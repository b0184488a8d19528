//! Per-entity outcomes, aggregate reports, failure policy and execution mode.

use crate::error::ReconcileError;
use serde::ser::{Serialize, SerializeMap, Serializer};
use serde::Deserialize;

// ━━━━━━━━━━━━━━━━━━━━━━━━━━━━━━━━━━━━━━━━━━━━━━━━━━━━━━━━━━━━━━━━━━
//  Per-entity outcome
// ━━━━━━━━━━━━━━━━━━━━━━━━━━━━━━━━━━━━━━━━━━━━━━━━━━━━━━━━━━━━━━━━━━

/// Result of reconciling a single managed entity.
#[derive(Debug, Clone, PartialEq, Eq, serde::Serialize)]
pub struct EntityOutcome {
    pub changed: bool,
    pub msg: String,
    #[serde(skip_serializing_if = "std::ops::Not::not")]
    pub failed: bool,
}

impl EntityOutcome {
    pub fn unchanged(msg: impl Into<String>) -> Self {
        Self { changed: false, msg: msg.into(), failed: false }
    }

    pub fn changed(msg: impl Into<String>) -> Self {
        Self { changed: true, msg: msg.into(), failed: false }
    }

    pub fn failed(msg: impl Into<String>) -> Self {
        Self { changed: false, msg: msg.into(), failed: true }
    }

    /// The entity was modified before a later step failed.
    pub fn changed_then_failed(msg: impl Into<String>) -> Self {
        Self { changed: true, msg: msg.into(), failed: true }
    }
}

/// Outcomes keyed by entity name, kept in insertion order.
///
/// Serialises as a JSON object whose keys appear in that order.
#[derive(Debug, Clone, Default, PartialEq, Eq)]
pub struct EntityResults {
    entries: Vec<(String, EntityOutcome)>,
}

impl EntityResults {
    pub fn new() -> Self {
        Self::default()
    }

    /// Record an outcome; a later outcome for the same name replaces the
    /// earlier one in place.
    pub fn insert(&mut self, name: impl Into<String>, outcome: EntityOutcome) {
        let name = name.into();
        match self.entries.iter_mut().find(|(n, _)| *n == name) {
            Some((_, slot)) => *slot = outcome,
            None => self.entries.push((name, outcome)),
        }
    }

    pub fn get(&self, name: &str) -> Option<&EntityOutcome> {
        self.entries.iter().find(|(n, _)| n == name).map(|(_, o)| o)
    }

    pub fn len(&self) -> usize {
        self.entries.len()
    }

    pub fn is_empty(&self) -> bool {
        self.entries.is_empty()
    }

    pub fn iter(&self) -> impl Iterator<Item = (&str, &EntityOutcome)> {
        self.entries.iter().map(|(n, o)| (n.as_str(), o))
    }

    pub fn names(&self) -> Vec<&str> {
        self.iter().map(|(n, _)| n).collect()
    }

    pub fn any_changed(&self) -> bool {
        self.entries.iter().any(|(_, o)| o.changed)
    }

    pub fn failed_count(&self) -> usize {
        self.entries.iter().filter(|(_, o)| o.failed).count()
    }
}

impl Serialize for EntityResults {
    fn serialize<S: Serializer>(&self, serializer: S) -> Result<S::Ok, S::Error> {
        let mut map = serializer.serialize_map(Some(self.entries.len()))?;
        for (name, outcome) in self.iter() {
            map.serialize_entry(name, outcome)?;
        }
        map.end()
    }
}

// ━━━━━━━━━━━━━━━━━━━━━━━━━━━━━━━━━━━━━━━━━━━━━━━━━━━━━━━━━━━━━━━━━━
//  Reports
// ━━━━━━━━━━━━━━━━━━━━━━━━━━━━━━━━━━━━━━━━━━━━━━━━━━━━━━━━━━━━━━━━━━

/// Successful host batch.
#[derive(Debug, Clone, PartialEq, Eq, serde::Serialize)]
pub struct HostBatchReport {
    pub changed: bool,
    pub results: EntityResults,
}

impl HostBatchReport {
    pub fn from_results(results: EntityResults) -> Self {
        Self { changed: results.any_changed(), results }
    }
}

/// A fatal batch error together with whatever per-host outcomes were
/// collected before (or despite) it.
#[derive(Debug, Clone, thiserror::Error)]
#[error("{error}")]
pub struct BatchFailure {
    #[source]
    pub error: ReconcileError,
    pub results: EntityResults,
}

impl BatchFailure {
    pub fn new(error: ReconcileError, results: EntityResults) -> Self {
        Self { error, results }
    }
}

impl From<ReconcileError> for BatchFailure {
    fn from(error: ReconcileError) -> Self {
        Self::new(error, EntityResults::new())
    }
}

/// `tag_status` of a tag report.
#[derive(Debug, Clone, PartialEq, Eq, serde::Serialize)]
pub struct TagStatus {
    pub msg: String,
    pub tag_id: String,
}

/// Result of a tag reconciliation. `tag_status` is absent when nothing
/// existed and nothing was wanted.
#[derive(Debug, Clone, PartialEq, Eq, serde::Serialize)]
pub struct TagReport {
    pub changed: bool,
    #[serde(skip_serializing_if = "Option::is_none")]
    pub tag_status: Option<TagStatus>,
}

impl TagReport {
    pub fn new(changed: bool, msg: impl Into<String>, tag_id: impl Into<String>) -> Self {
        Self {
            changed,
            tag_status: Some(TagStatus { msg: msg.into(), tag_id: tag_id.into() }),
        }
    }

    pub fn untouched() -> Self {
        Self { changed: false, tag_status: None }
    }
}

// ━━━━━━━━━━━━━━━━━━━━━━━━━━━━━━━━━━━━━━━━━━━━━━━━━━━━━━━━━━━━━━━━━━
//  Policy / execution mode
// ━━━━━━━━━━━━━━━━━━━━━━━━━━━━━━━━━━━━━━━━━━━━━━━━━━━━━━━━━━━━━━━━━━

/// What to do when a mutation against one host fails.
#[derive(Debug, Clone, Copy, Default, PartialEq, Eq, Deserialize, serde::Serialize)]
#[serde(rename_all = "snake_case")]
pub enum FailurePolicy {
    /// Abort the batch at the first failing host.
    #[default]
    FailFast,
    /// Record the failure, finish the batch, then fail overall.
    Continue,
}

/// Whether mutations may be issued.
///
/// Only `Apply` carries a handle to the mutator, so check-mode code paths
/// have nothing to call a mutation on.
pub enum Execution<'a, M: ?Sized> {
    CheckMode,
    Apply(&'a M),
}

impl<'a, M: ?Sized> Execution<'a, M> {
    pub fn is_check_mode(&self) -> bool {
        matches!(self, Self::CheckMode)
    }
}

impl<'a, M: ?Sized> Clone for Execution<'a, M> {
    fn clone(&self) -> Self {
        *self
    }
}

impl<'a, M: ?Sized> Copy for Execution<'a, M> {}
----------
→ **What is being asked**
Nothing may be omitted. Restate all of the entries exactly.

→ **Answer space**
repository b0184488a8d19528
//! Per-entity outcomes, aggregate reports, failure policy and execution mode.

use crate::error::ReconcileError;
use serde::ser::{Serialize, SerializeMap, Serializer};
use serde::Deserialize;

// ━━━━━━━━━━━━━━━━━━━━━━━━━━━━━━━━━━━━━━━━━━━━━━━━━━━━━━━━━━━━━━━━━━
//  Per-entity outcome
// ━━━━━━━━━━━━━━━━━━━━━━━━━━━━━━━━━━━━━━━━━━━━━━━━━━━━━━━━━━━━━━━━━━

/// Result of reconciling a single managed entity.
#[derive(Debug, Clone, PartialEq, Eq, serde::Serialize)]
pub struct EntityOutcome {
    pub changed: bool,
    pub msg: String,
    #[serde(skip_serializing_if = "std::ops::Not::not")]
    pub failed: bool,
}

impl EntityOutcome {
    pub fn unchanged(msg: impl Into<String>) -> Self {
        Self { changed: false, msg: msg.into(), failed: false }
    }

    pub fn changed(msg: impl Into<String>) -> Self {
        Self { changed: true, msg: msg.into(), failed: false }
    }

    pub fn failed(msg: impl Into<String>) -> Self {
        Self { changed: false, msg: msg.into(), failed: true }
    }

    /// The entity was modified before a later step failed.
    pub fn changed_then_failed(msg: impl Into<String>) -> Self {
        Self { changed: true, msg: msg.into(), failed: true }
    }
}

/// Outcomes keyed by entity name, kept in insertion order.
///
/// Serialises as a JSON object whose keys appear in that order.
#[derive(Debug, Clone, Default, PartialEq, Eq)]
pub struct EntityResults {
    entries: Vec<(String, EntityOutcome)>,
}

impl EntityResults {
    pub fn new() -> Self {
        Self::default()
    }

    /// Record an outcome; a later outcome for the same name replaces the
    /// earlier one in place.
    pub fn insert(&mut self, name: impl Into<String>, outcome: EntityOutcome) {
        let name = name.into();
        match self.entries.iter_mut().find(|(n, _)| *n == name) {
            Some((_, slot)) => *slot = outcome,
            None => self.entries.push((name, outcome)),
        }
    }

    pub fn get(&self, name: &str) -> Option<&EntityOutcome> {
        self.entries.iter().find(|(n, _)| n == name).map(|(_, o)| o)
    }

    pub fn len(&self) -> usize {
        self.entries.len()
    }

    pub fn is_empty(&self) -> bool {
        self.entries.is_empty()
    }

    pub fn iter(&self) -> impl Iterator<Item = (&str, &EntityOutcome)> {
        self.entries.iter().map(|(n, o)| (n.as_str(), o))
    }

    pub fn names(&self) -> Vec<&str> {
        self.iter().map(|(n, _)| n).collect()
    }

    pub fn any_changed(&self) -> bool {
        self.entries.iter().any(|(_, o)| o.changed)
    }

    pub fn failed_count(&self) -> usize {
        self.entries.iter().filter(|(_, o)| o.failed).count()
    }
}

impl Serialize for EntityResults {
    fn serialize<S: Serializer>(&self, serializer: S) -> Result<S::Ok, S::Error> {
        let mut map = serializer.serialize_map(Some(self.entries.len()))?;
        for (name, outcome) in self.iter() {
            map.serialize_entry(name, outcome)?;
        }
        map.end()
    }
}

// ━━━━━━━━━━━━━━━━━━━━━━━━━━━━━━━━━━━━━━━━━━━━━━━━━━━━━━━━━━━━━━━━━━
//  Reports
// ━━━━━━━━━━━━━━━━━━━━━━━━━━━━━━━━━━━━━━━━━━━━━━━━━━━━━━━━━━━━━━━━━━

/// Successful host batch.
#[derive(Debug, Clone, PartialEq, Eq, serde::Serialize)]
pub struct HostBatchReport {
    pub changed: bool,
    pub results: EntityResults,
}

impl HostBatchReport {
    pub fn from_results(results: EntityResults) -> Self {
        Self { changed: results.any_changed(), results }
    }
}

/// A fatal batch error together with whatever per-host outcomes were
/// collected before (or despite) it.
#[derive(Debug, Clone, thiserror::Error)]
#[error("{error}")]
pub struct BatchFailure {
    #[source]
    pub error: ReconcileError,
    pub results: EntityResults,
}

impl BatchFailure {
    pub fn new(error: ReconcileError, results: EntityResults) -> Self {
        Self { error, results }
    }
}

impl From<ReconcileError> for BatchFailure {
    fn from(error: ReconcileError) -> Self {
        Self::new(error, EntityResults::new())
    }
}

/// `tag_status` of a tag report.
#[derive(Debug, Clone, PartialEq, Eq, serde::Serialize)]
pub struct TagStatus {
    pub msg: String,
    pub tag_id: String,
}

/// Result of a tag reconciliation. `tag_status` is absent when nothing
/// existed and nothing was wanted.
#[derive(Debug, Clone, PartialEq, Eq, serde::Serialize)]
pub struct TagReport {
    pub changed: bool,
    #[serde(skip_serializing_if = "Option::is_none")]
    pub tag_status: Option<TagStatus>,
}

impl TagReport {
    pub fn new(changed: bool, msg: impl Into<String>, tag_id: impl Into<String>) -> Self {
        Self {
            changed,
            tag_status: Some(TagStatus { msg: msg.into(), tag_id: tag_id.into() }),
        }
    }

    pub fn untouched() -> Self {
        Self { changed: false, tag_status: None }
    }
}

// ━━━━━━━━━━━━━━━━━━━━━━━━━━━━━━━━━━━━━━━━━━━━━━━━━━━━━━━━━━━━━━━━━━
//  Policy / execution mode
// ━━━━━━━━━━━━━━━━━━━━━━━━━━━━━━━━━━━━━━━━━━━━━━━━━━━━━━━━━━━━━━━━━━

/// What to do when a mutation against one host fails.
#[derive(Debug, Clone, Copy, Default, PartialEq, Eq, Deserialize, serde::Serialize)]
#[serde(rename_all = "snake_case")]
pub enum FailurePolicy {
    /// Abort the batch at the first failing host.
    #[default]
    FailFast,
    /// Record the failure, finish the batch, then fail overall.
    Continue,
}

/// Whether mutations may be issued.
///
/// Only `Apply` carries a handle to the mutator, so check-mode code paths
/// have nothing to call a mutation on.
pub enum Execution<'a, M: ?Sized> {
    CheckMode,
    Apply(&'a M),
}

impl<'a, M: ?Sized> Execution<'a, M> {
    pub fn is_check_mode(&self) -> bool {
        matches!(self, Self::CheckMode)
    }
}

impl<'a, M: ?Sized> Clone for Execution<'a, M> {
    fn clone(&self) -> Self {
        *self
    }
}

impl<'a, M: ?Sized> Copy for Execution<'a, M> {}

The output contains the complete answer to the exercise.